## Your assignment
Please reproduce the entries in full. Keep every character the same.

## Saved entries
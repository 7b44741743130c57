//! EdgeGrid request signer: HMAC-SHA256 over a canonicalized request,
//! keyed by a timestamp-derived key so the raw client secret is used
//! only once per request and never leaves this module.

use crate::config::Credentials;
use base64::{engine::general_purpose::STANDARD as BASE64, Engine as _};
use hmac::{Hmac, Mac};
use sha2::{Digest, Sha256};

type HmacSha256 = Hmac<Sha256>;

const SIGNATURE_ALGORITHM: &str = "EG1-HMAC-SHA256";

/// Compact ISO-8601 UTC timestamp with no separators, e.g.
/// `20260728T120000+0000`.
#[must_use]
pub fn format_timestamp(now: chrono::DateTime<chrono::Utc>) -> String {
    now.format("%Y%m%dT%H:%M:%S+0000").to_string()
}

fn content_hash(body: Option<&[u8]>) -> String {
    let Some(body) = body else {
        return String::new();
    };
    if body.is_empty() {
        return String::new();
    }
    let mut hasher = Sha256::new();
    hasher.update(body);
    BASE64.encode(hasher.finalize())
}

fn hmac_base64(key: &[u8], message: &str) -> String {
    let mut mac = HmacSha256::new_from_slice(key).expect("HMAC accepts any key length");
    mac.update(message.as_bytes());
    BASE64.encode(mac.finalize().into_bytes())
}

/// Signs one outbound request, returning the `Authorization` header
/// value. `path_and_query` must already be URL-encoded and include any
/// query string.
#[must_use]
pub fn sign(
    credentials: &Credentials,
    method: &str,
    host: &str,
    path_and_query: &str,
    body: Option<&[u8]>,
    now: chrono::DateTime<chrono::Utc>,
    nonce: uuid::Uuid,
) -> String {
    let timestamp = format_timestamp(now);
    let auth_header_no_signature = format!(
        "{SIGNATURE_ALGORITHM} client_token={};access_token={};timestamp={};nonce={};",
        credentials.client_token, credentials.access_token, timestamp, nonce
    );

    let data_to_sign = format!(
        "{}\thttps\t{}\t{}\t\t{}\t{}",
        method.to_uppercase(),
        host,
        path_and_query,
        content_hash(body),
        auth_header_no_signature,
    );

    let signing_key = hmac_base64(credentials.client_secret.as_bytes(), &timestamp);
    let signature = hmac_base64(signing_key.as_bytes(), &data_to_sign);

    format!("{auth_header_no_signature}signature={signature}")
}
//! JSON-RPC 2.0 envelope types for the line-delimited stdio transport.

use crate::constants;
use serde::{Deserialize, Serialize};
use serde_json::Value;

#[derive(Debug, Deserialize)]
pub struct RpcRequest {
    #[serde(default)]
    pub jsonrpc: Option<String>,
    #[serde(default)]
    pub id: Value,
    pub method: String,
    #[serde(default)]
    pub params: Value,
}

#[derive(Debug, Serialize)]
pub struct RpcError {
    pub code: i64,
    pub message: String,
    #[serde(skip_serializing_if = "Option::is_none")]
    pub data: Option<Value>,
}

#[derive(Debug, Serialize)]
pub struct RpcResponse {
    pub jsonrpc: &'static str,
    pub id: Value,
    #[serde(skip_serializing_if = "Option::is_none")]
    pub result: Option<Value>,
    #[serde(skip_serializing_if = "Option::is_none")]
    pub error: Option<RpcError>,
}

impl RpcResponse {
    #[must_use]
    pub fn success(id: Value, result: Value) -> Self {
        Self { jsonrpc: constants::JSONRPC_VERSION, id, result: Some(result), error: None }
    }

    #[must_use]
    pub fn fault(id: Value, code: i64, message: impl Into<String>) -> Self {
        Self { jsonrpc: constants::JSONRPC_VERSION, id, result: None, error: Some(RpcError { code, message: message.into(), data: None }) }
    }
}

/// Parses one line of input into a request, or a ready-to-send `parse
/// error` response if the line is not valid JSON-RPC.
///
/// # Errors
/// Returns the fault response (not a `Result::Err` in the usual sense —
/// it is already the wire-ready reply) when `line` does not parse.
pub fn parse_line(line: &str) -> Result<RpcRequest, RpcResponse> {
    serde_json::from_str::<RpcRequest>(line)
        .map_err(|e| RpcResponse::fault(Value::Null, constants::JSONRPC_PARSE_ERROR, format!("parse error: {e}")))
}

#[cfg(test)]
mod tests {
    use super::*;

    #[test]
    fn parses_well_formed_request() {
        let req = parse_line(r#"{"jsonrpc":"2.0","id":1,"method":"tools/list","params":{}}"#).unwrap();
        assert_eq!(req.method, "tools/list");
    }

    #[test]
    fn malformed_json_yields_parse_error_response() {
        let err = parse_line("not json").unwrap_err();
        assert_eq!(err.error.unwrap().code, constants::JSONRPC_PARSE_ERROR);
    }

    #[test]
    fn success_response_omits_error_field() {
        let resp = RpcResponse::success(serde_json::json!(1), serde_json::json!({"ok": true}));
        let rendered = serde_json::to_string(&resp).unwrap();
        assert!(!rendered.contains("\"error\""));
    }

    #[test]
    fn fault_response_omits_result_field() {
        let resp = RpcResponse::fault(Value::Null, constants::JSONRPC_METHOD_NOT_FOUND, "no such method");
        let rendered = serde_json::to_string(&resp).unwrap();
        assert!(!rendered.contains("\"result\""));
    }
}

## Result of this exercise
repository 7b44741743130c57
//! EdgeGrid request signer: HMAC-SHA256 over a canonicalized request,
//! keyed by a timestamp-derived key so the raw client secret is used
//! only once per request and never leaves this module.

use crate::config::Credentials;
use base64::{engine::general_purpose::STANDARD as BASE64, Engine as _};
use hmac::{Hmac, Mac};
use sha2::{Digest, Sha256};

type HmacSha256 = Hmac<Sha256>;

const SIGNATURE_ALGORITHM: &str = "EG1-HMAC-SHA256";

/// Compact ISO-8601 UTC timestamp with no separators, e.g.
/// `20260728T120000+0000`.
#[must_use]
pub fn format_timestamp(now: chrono::DateTime<chrono::Utc>) -> String {
    now.format("%Y%m%dT%H:%M:%S+0000").to_string()
}

fn content_hash(body: Option<&[u8]>) -> String {
    let Some(body) = body else {
        return String::new();
    };
    if body.is_empty() {
        return String::new();
    }
    let mut hasher = Sha256::new();
    hasher.update(body);
    BASE64.encode(hasher.finalize())
}

fn hmac_base64(key: &[u8], message: &str) -> String {
    let mut mac = HmacSha256::new_from_slice(key).expect("HMAC accepts any key length");
    mac.update(message.as_bytes());
    BASE64.encode(mac.finalize().into_bytes())
}

/// Signs one outbound request, returning the `Authorization` header
/// value. `path_and_query` must already be URL-encoded and include any
/// query string.
#[must_use]
pub fn sign(
    credentials: &Credentials,
    method: &str,
    host: &str,
    path_and_query: &str,
    body: Option<&[u8]>,
    now: chrono::DateTime<chrono::Utc>,
    nonce: uuid::Uuid,
) -> String {
    let timestamp = format_timestamp(now);
    let auth_header_no_signature = format!(
        "{SIGNATURE_ALGORITHM} client_token={};access_token={};timestamp={};nonce={};",
        credentials.client_token, credentials.access_token, timestamp, nonce
    );

    let data_to_sign = format!(
        "{}\thttps\t{}\t{}\t\t{}\t{}",
        method.to_uppercase(),
        host,
        path_and_query,
        content_hash(body),
        auth_header_no_signature,
    );

    let signing_key = hmac_base64(credentials.client_secret.as_bytes(), &timestamp);
    let signature = hmac_base64(signing_key.as_bytes(), &data_to_sign);

    format!("{auth_header_no_signature}signature={signature}")
}
//! JSON-RPC 2.0 envelope types for the line-delimited stdio transport.

use crate::constants;
use serde::{Deserialize, Serialize};
use serde_json::Value;

#[derive(Debug, Deserialize)]
pub struct RpcRequest {
    #[serde(default)]
    pub jsonrpc: Option<String>,
    #[serde(default)]
    pub id: Value,
    pub method: String,
    #[serde(default)]
    pub params: Value,
}

#[derive(Debug, Serialize)]
pub struct RpcError {
    pub code: i64,
    pub message: String,
    #[serde(skip_serializing_if = "Option::is_none")]
    pub data: Option<Value>,
}

#[derive(Debug, Serialize)]
pub struct RpcResponse {
    pub jsonrpc: &'static str,
    pub id: Value,
    #[serde(skip_serializing_if = "Option::is_none")]
    pub result: Option<Value>,
    #[serde(skip_serializing_if = "Option::is_none")]
    pub error: Option<RpcError>,
}

impl RpcResponse {
    #[must_use]
    pub fn success(id: Value, result: Value) -> Self {
        Self { jsonrpc: constants::JSONRPC_VERSION, id, result: Some(result), error: None }
    }

    #[must_use]
    pub fn fault(id: Value, code: i64, message: impl Into<String>) -> Self {
        Self { jsonrpc: constants::JSONRPC_VERSION, id, result: None, error: Some(RpcError { code, message: message.into(), data: None }) }
    }
}

/// Parses one line of input into a request, or a ready-to-send `parse
/// error` response if the line is not valid JSON-RPC.
///
/// # Errors
/// Returns the fault response (not a `Result::Err` in the usual sense —
/// it is already the wire-ready reply) when `line` does not parse.
pub fn parse_line(line: &str) -> Result<RpcRequest, RpcResponse> {
    serde_json::from_str::<RpcRequest>(line)
        .map_err(|e| RpcResponse::fault(Value::Null, constants::JSONRPC_PARSE_ERROR, format!("parse error: {e}")))
}

#[cfg(test)]
mod tests {
    use super::*;

    #[test]
    fn parses_well_formed_request() {
        let req = parse_line(r#"{"jsonrpc":"2.0","id":1,"method":"tools/list","params":{}}"#).unwrap();
        assert_eq!(req.method, "tools/list");
    }

    #[test]
    fn malformed_json_yields_parse_error_response() {
        let err = parse_line("not json").unwrap_err();
        assert_eq!(err.error.unwrap().code, constants::JSONRPC_PARSE_ERROR);
    }

    #[test]
    fn success_response_omits_error_field() {
        let resp = RpcResponse::success(serde_json::json!(1), serde_json::json!({"ok": true}));
        let rendered = serde_json::to_string(&resp).unwrap();
        assert!(!rendered.contains("\"error\""));
    }

    #[test]
    fn fault_response_omits_result_field() {
        let resp = RpcResponse::fault(Value::Null, constants::JSONRPC_METHOD_NOT_FOUND, "no such method");
        let rendered = serde_json::to_string(&resp).unwrap();
        assert!(!rendered.contains("\"result\""));
    }
}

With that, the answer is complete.